Londres tinha sido uma experiência agradável no curto período de tempo que passara lá. Era estranho não ter Evie ao seu lado, mas assim como ela costumava fazer em outras missões, Cinco tentou se concentrar em outras coisas. Na música que estava sempre presente – nas lojas, no canto dos pássaros, no ritmo frequente da respiração – ou, o seu favorito, na cor do céu. Ele pensou naquilo conforme localizava suas vítimas, invadia a casa deles e os matava. Pensou em qualquer outra coisa senão o sangue que manchou as paredes quando cravou as balas na cabeça do casal, ou mesmo o porta-retrato de ambos com uma menininha que devia ser a filha deles. Se eles tinham uma família, de que importava? Ele também tinha. Se a Gestora fizera questão de acompanhar aquele caso de perto com olhos de água, o que mudava? Ele tinha esposa para voltar, e sua pele já coçava com a perspectiva de passar mais tempo sem ela.

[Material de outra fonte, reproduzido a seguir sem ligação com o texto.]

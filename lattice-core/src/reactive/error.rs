//! Errors surfaced by the proxy-construction path.
//!
//! Invariant violations (double-wrapping, wrapping a non-object-like
//! value) stay as `debug_assert!`s at their call sites, matching how
//! the source spec itself classifies them as programmer errors rather
//! than recoverable conditions; `ReactiveError` instead covers the
//! handful of states a caller can legitimately hit and should decide
//! how to handle (frozen targets, explicitly skipped targets).

use thiserror::Error;

#[derive(Debug, Error)]
pub enum ReactiveError {
    #[error("target is frozen and cannot be made reactive or written to")]
    TargetFrozen,

    #[error("target was marked raw and will not be tracked")]
    TargetSkipped,

    #[error("target is not object-like and cannot be wrapped")]
    NotObjectLike,

    /// A write/delete was attempted through a readonly view. The source
    /// spec (§7 item 2) has this warn and silently no-op so non-strict
    /// call sites don't break; Rust's stricter typing makes a `Result`
    /// the idiomatic way to surface the same "state left unchanged"
    /// outcome explicitly rather than pretending to succeed (see
    /// DESIGN.md). The write itself never happens and no `Dep` is ever
    /// touched either way, so source invariant 3 holds regardless.
    #[error("cannot write through a readonly view")]
    ReadonlyWrite,
}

Então Cinco Hargreeves abaixou a arma e foi embora, sem se dar ao trabalho de olhar duas vezes para a cena de matança à sua frente.
Já era noite, e ele estava cansado. Com saudade do amor da sua vida. Queria voltar para os braços dela. Gostaria de estar com ela, na cama, ouvindo seu ressonar, observando ela dormir, e não ali. Ali não havia nada que lembrasse amor.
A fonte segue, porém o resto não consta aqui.